During the last century, movie and TV companies had to be massive to afford distribution. Those economies of scale aren't needed anymore. Will the future of broadcasting need networks, or even channels?
"Blogs reduced the newspaper to the post. In TV, it'll go from the network to the show," says Jeff Jarvis, president of the Internet strategy company Advance.net and founder of Entertainment Weekly. ... Burnham goes one step further. He thinks TV-viewing habits are becoming even more atomized. People won't watch entire shows; they'll just watch the parts they care about.

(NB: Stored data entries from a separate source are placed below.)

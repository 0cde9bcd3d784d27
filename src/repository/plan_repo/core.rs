use crate::domain::plan::{Plan, PlanDraft, ProductionCosts};
use crate::repository::error::{RepositoryError, RepositoryResult};
use crate::repository::row_utils::{
    fmt_datetime, get_datetime, get_decimal, get_opt_datetime, get_opt_uuid, get_uuid,
};
use chrono::NaiveDateTime;
use rusqlite::{params, Connection, OptionalExtension, Row};
use std::sync::{Arc, Mutex, MutexGuard};
use uuid::Uuid;

pub(super) const PLAN_COLUMNS: &str = "p.plan_id, p.creation_date, p.planner, p.product_name, \
     p.unit_of_distribution, p.amount_produced, p.description, p.timeframe_days, p.is_public_service, \
     p.labour_cost, p.resource_cost, p.means_cost, p.approval_date, p.approval_reason, \
     p.activation_date, p.is_active, p.expired, p.active_days, p.payout_count, \
     p.requested_cooperation, p.cooperation, p.is_available, p.hidden_by_user";

// ==========================================
// PlanRepository - 生产计划仓储
// ==========================================
pub struct PlanRepository {
    conn: Arc<Mutex<Connection>>,
}

impl PlanRepository {
    pub fn new(conn: Arc<Mutex<Connection>>) -> Self {
        Self { conn }
    }

    pub(super) fn get_conn(&self) -> RepositoryResult<MutexGuard<'_, Connection>> {
        self.conn
            .lock()
            .map_err(|e| RepositoryError::LockError(e.to_string()))
    }

    /// 由草稿生成计划（沿用草稿 id），尚未批准、未激活
    pub fn create_plan_from_draft(&self, draft: &PlanDraft) -> RepositoryResult<Plan> {
        let conn = self.get_conn()?;
        insert_plan_from_draft(&conn, draft)
    }

    pub fn get_plan(&self, plan_id: &Uuid) -> RepositoryResult<Option<Plan>> {
        let conn = self.get_conn()?;
        let sql = format!("SELECT {} FROM plan p WHERE p.plan_id = ?1", PLAN_COLUMNS);
        let plan = conn
            .query_row(&sql, params![plan_id.to_string()], map_plan_row)
            .optional()?;
        Ok(plan)
    }

    pub fn activate_plan(&self, plan_id: &Uuid, activation_date: NaiveDateTime) -> RepositoryResult<()> {
        let conn = self.get_conn()?;
        write_activation(&conn, plan_id, activation_date)
    }

    pub fn hide_plan(&self, plan_id: &Uuid) -> RepositoryResult<()> {
        self.update_one(
            "UPDATE plan SET hidden_by_user = 1 WHERE plan_id = ?1",
            params![plan_id.to_string()],
            plan_id,
        )
    }

    /// 切换产品可购买状态，返回切换后的值
    pub fn toggle_product_availability(&self, plan_id: &Uuid) -> RepositoryResult<bool> {
        let conn = self.get_conn()?;
        let affected = conn.execute(
            "UPDATE plan SET is_available = 1 - is_available WHERE plan_id = ?1",
            params![plan_id.to_string()],
        )?;
        if affected == 0 {
            return Err(RepositoryError::not_found("Plan", plan_id));
        }
        let available: bool = conn.query_row(
            "SELECT is_available FROM plan WHERE plan_id = ?1",
            params![plan_id.to_string()],
            |row| row.get(0),
        )?;
        Ok(available)
    }

    pub fn set_cooperation(&self, plan_id: &Uuid, cooperation: Option<Uuid>) -> RepositoryResult<()> {
        self.update_one(
            "UPDATE plan SET cooperation = ?1 WHERE plan_id = ?2",
            params![cooperation.map(|c| c.to_string()), plan_id.to_string()],
            plan_id,
        )
    }

    pub fn set_requested_cooperation(
        &self,
        plan_id: &Uuid,
        cooperation: Option<Uuid>,
    ) -> RepositoryResult<()> {
        self.update_one(
            "UPDATE plan SET requested_cooperation = ?1 WHERE plan_id = ?2",
            params![cooperation.map(|c| c.to_string()), plan_id.to_string()],
            plan_id,
        )
    }

    /// 加入合作并清除申请（单条语句）
    pub fn join_cooperation(&self, plan_id: &Uuid, cooperation: &Uuid) -> RepositoryResult<()> {
        self.update_one(
            "UPDATE plan SET cooperation = ?1, requested_cooperation = NULL WHERE plan_id = ?2",
            params![cooperation.to_string(), plan_id.to_string()],
            plan_id,
        )
    }

    /// 同一合作中的全部计划；无合作的计划只与自身合作
    pub fn cooperating_plans(&self, plan_id: &Uuid) -> RepositoryResult<Vec<Plan>> {
        let plan = self
            .get_plan(plan_id)?
            .ok_or_else(|| RepositoryError::not_found("Plan", plan_id))?;
        match plan.cooperation {
            Some(cooperation) => self.query_plans(
                &super::PlanQuery::new().that_are_part_of_cooperation(cooperation),
            ),
            None => Ok(vec![plan]),
        }
    }

    fn update_one(&self, sql: &str, params: impl rusqlite::Params, plan_id: &Uuid) -> RepositoryResult<()> {
        let conn = self.get_conn()?;
        update_plan(&conn, sql, params, plan_id)
    }
}

// ==========================================
// 事务内写入（由 LedgerRepositories::in_transaction 调用）
// ==========================================

fn update_plan(
    conn: &Connection,
    sql: &str,
    params: impl rusqlite::Params,
    plan_id: &Uuid,
) -> RepositoryResult<()> {
    let affected = conn.execute(sql, params)?;
    if affected == 0 {
        return Err(RepositoryError::not_found("Plan", plan_id));
    }
    Ok(())
}

pub(crate) fn insert_plan_from_draft(conn: &Connection, draft: &PlanDraft) -> RepositoryResult<Plan> {
    conn.execute(
        r#"INSERT INTO plan (
            plan_id, creation_date, planner, product_name, unit_of_distribution,
            amount_produced, description, timeframe_days, is_public_service,
            labour_cost, resource_cost, means_cost
        ) VALUES (?1, ?2, ?3, ?4, ?5, ?6, ?7, ?8, ?9, ?10, ?11, ?12)"#,
        params![
            draft.id.to_string(),
            fmt_datetime(&draft.creation_date),
            draft.planner.to_string(),
            draft.product_name,
            draft.unit_of_distribution,
            draft.amount_produced,
            draft.description,
            draft.timeframe_days,
            draft.is_public_service,
            draft.costs.labour_cost.to_string(),
            draft.costs.resource_cost.to_string(),
            draft.costs.means_cost.to_string(),
        ],
    )?;

    Ok(Plan {
        id: draft.id,
        creation_date: draft.creation_date,
        planner: draft.planner,
        product_name: draft.product_name.clone(),
        unit_of_distribution: draft.unit_of_distribution.clone(),
        amount_produced: draft.amount_produced,
        description: draft.description.clone(),
        timeframe_days: draft.timeframe_days,
        is_public_service: draft.is_public_service,
        costs: draft.costs,
        approval_date: None,
        approval_reason: None,
        activation_date: None,
        is_active: false,
        expired: false,
        active_days: None,
        payout_count: 0,
        requested_cooperation: None,
        cooperation: None,
        is_available: true,
        hidden_by_user: false,
    })
}

pub(crate) fn write_approval(
    conn: &Connection,
    plan_id: &Uuid,
    approval_date: NaiveDateTime,
    reason: &str,
) -> RepositoryResult<()> {
    update_plan(
        conn,
        "UPDATE plan SET approval_date = ?1, approval_reason = ?2 WHERE plan_id = ?3",
        params![fmt_datetime(&approval_date), reason, plan_id.to_string()],
        plan_id,
    )
}

pub(crate) fn write_activation(
    conn: &Connection,
    plan_id: &Uuid,
    activation_date: NaiveDateTime,
) -> RepositoryResult<()> {
    update_plan(
        conn,
        "UPDATE plan SET is_active = 1, activation_date = ?1 WHERE plan_id = ?2",
        params![fmt_datetime(&activation_date), plan_id.to_string()],
        plan_id,
    )
}

pub(crate) fn write_active_days(conn: &Connection, plan_id: &Uuid, active_days: i64) -> RepositoryResult<()> {
    update_plan(
        conn,
        "UPDATE plan SET active_days = ?1 WHERE plan_id = ?2",
        params![active_days, plan_id.to_string()],
        plan_id,
    )
}

pub(crate) fn read_payout_count(conn: &Connection, plan_id: &Uuid) -> RepositoryResult<i64> {
    let count = conn
        .query_row(
            "SELECT payout_count FROM plan WHERE plan_id = ?1",
            params![plan_id.to_string()],
            |row| row.get(0),
        )
        .optional()?;
    count.ok_or_else(|| RepositoryError::not_found("Plan", plan_id))
}

/// 以 payout_count 为条件占用下一次发放；已被其他结算占用时返回 false
pub(crate) fn claim_payout(conn: &Connection, plan_id: &Uuid, expected_count: i64) -> RepositoryResult<bool> {
    let affected = conn.execute(
        "UPDATE plan SET payout_count = payout_count + 1 WHERE plan_id = ?1 AND payout_count = ?2",
        params![plan_id.to_string(), expected_count],
    )?;
    Ok(affected > 0)
}

/// 标记到期并退出合作；已到期时返回 false
pub(crate) fn mark_expired(conn: &Connection, plan_id: &Uuid) -> RepositoryResult<bool> {
    let affected = conn.execute(
        r#"UPDATE plan
           SET expired = 1, is_active = 0, cooperation = NULL, requested_cooperation = NULL
           WHERE plan_id = ?1 AND expired = 0"#,
        params![plan_id.to_string()],
    )?;
    Ok(affected > 0)
}

pub(super) fn map_plan_row(row: &Row<'_>) -> rusqlite::Result<Plan> {
    Ok(Plan {
        id: get_uuid(row, 0)?,
        creation_date: get_datetime(row, 1)?,
        planner: get_uuid(row, 2)?,
        product_name: row.get(3)?,
        unit_of_distribution: row.get(4)?,
        amount_produced: row.get(5)?,
        description: row.get(6)?,
        timeframe_days: row.get(7)?,
        is_public_service: row.get(8)?,
        costs: ProductionCosts::new(
            get_decimal(row, 9)?,
            get_decimal(row, 10)?,
            get_decimal(row, 11)?,
        ),
        approval_date: get_opt_datetime(row, 12)?,
        approval_reason: row.get(13)?,
        activation_date: get_opt_datetime(row, 14)?,
        is_active: row.get(15)?,
        expired: row.get(16)?,
        active_days: row.get(17)?,
        payout_count: row.get(18)?,
        requested_cooperation: get_opt_uuid(row, 19)?,
        cooperation: get_opt_uuid(row, 20)?,
        is_available: row.get(21)?,
        hidden_by_user: row.get(22)?,
    })
}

Evidence that Burnham's prediction is coming true came a few weeks before the US presidential election in November, when Jon Stewart - host of Comedy Central's irreverent The Daily Show - made a now-famous appearance on CNN's Crossfire. Stewart attacked the hosts, Paul Begala and Tucker Carlson, calling them political puppets. "What you do is partisan hackery," he said, just before he called Carlson "a dick." Amusing enough, but what happened next was more remarkable. Delighted fans immediately ripped the segment and posted it online as a torrent. Word of Stewart's smackdown spread rapidly through the blogs, and within a day at least 4,000 servers were hosting the clip. One host reported having, at any given time, more than a hundred peers swapping and downloading the file. No one knows exactly how many people got the clip through BitTorrent, but this kind of traffic on the very first day suggests a number in the hundreds of thousands - and probably much higher. Another 2.3 million people streamed it from iFilm.com over the next few weeks. By contrast, CNN's audience for Crossfire was only 867,000. Three times as many people saw Stewart's appearance online as on CNN itself.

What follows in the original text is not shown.